“A cinque anni dalla sottoscrizione della prima piattaforma programmatica unitaria, le associazioni datoriali e i sindacati del lavoro domestico tornano a rivolgersi congiuntamente al Governo perché molti nodi restano ancora irrisolti. Su alcuni fronti, come quello relativo al Decreto Flussi, si sono registrati passi avanti – con la ‘riapertura’ nel 2023 al settore dell’assistenza familiare – ma questo non è sufficiente”. Così Andrea Zini, presidente di Assindatcolf, Associazione Nazionale dei Datori di Lavoro Domestico, e presidente della Federazione Fidaldo, tra i promotori del documento programmatico inviato alla Presidente del Consiglio e ai Ministri competenti per avviare un confronto su una riforma organica del comparto che riguarda 5 punti.

“Relativamente alla questione flussi migratori richiamata nella piattaforma – spiega Zini – ribadiamo con forza che questo sistema va reso davvero efficace: bisogna superare definitivamente il meccanismo del click day sul modello delle ‘quote extra’ e abbattere i tempi di attesa dovuti alla gestione delle amministrazioni pubbliche, che arrivano anche ad otto mesi ed oltre, assolutamente non conciliabili con le esigenze delle famiglie”.

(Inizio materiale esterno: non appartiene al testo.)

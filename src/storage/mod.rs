//! Storage backends for user records and issued tokens

pub mod memory;
#[cfg(feature = "redis-cache")]
pub mod redis_cache;
pub mod traits;

// Re-export main components
pub use memory::{MemoryTokenCache, MemoryUserStore};
pub use traits::{ProvisioningResult, SharedTokenCache, SharedUserStore, TokenCache, UserStore};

“Inoltre, – continua – relativamente alla richiesta di specifiche misure di welfare, precisiamo che per affrontare le grandi sfide che abbiamo di fronte, come l’invecchiamento della popolazione, la non autosufficienza e il calo della natalità, il lavoro domestico deve essere considerato un alleato strategico delle politiche pubbliche. Oltre ad azioni di contrasto al lavoro irregolare, è necessario valorizzare il comparto con specifiche misure economiche all’interno dei provvedimenti a sostegno di disabilità, non autosufficienza e genitorialità. Ma affinché le istituzioni possano davvero investire si deve partire da un dato: la reputazione sociale del settore domestico è ancora troppo bassa. Lo rileva il Rapporto 2026 Family (Net) Work, secondo cui il 72% degli italiani ritiene questo lavoro sia poco o per niente stimato, mentre il 54,4% non lo vorrebbe per i propri figli. A questo si aggiunge che negli ultimi dieci anni, per il 52,2% degli italiani la reputazione è rimasta invariata e per il 18,9% è addirittura peggiorata. Un paradosso se consideriamo che l’80,1% della popolazione considera quello domestico un lavoro importante e che l’89,4% riconosce il suo contributo al benessere della società. Una contraddizione che non possiamo più permetterci. Per questo aderiamo in tutti i suoi punti alla piattaforma programmatica che insieme alle altre parti sociali abbiamo redatto”.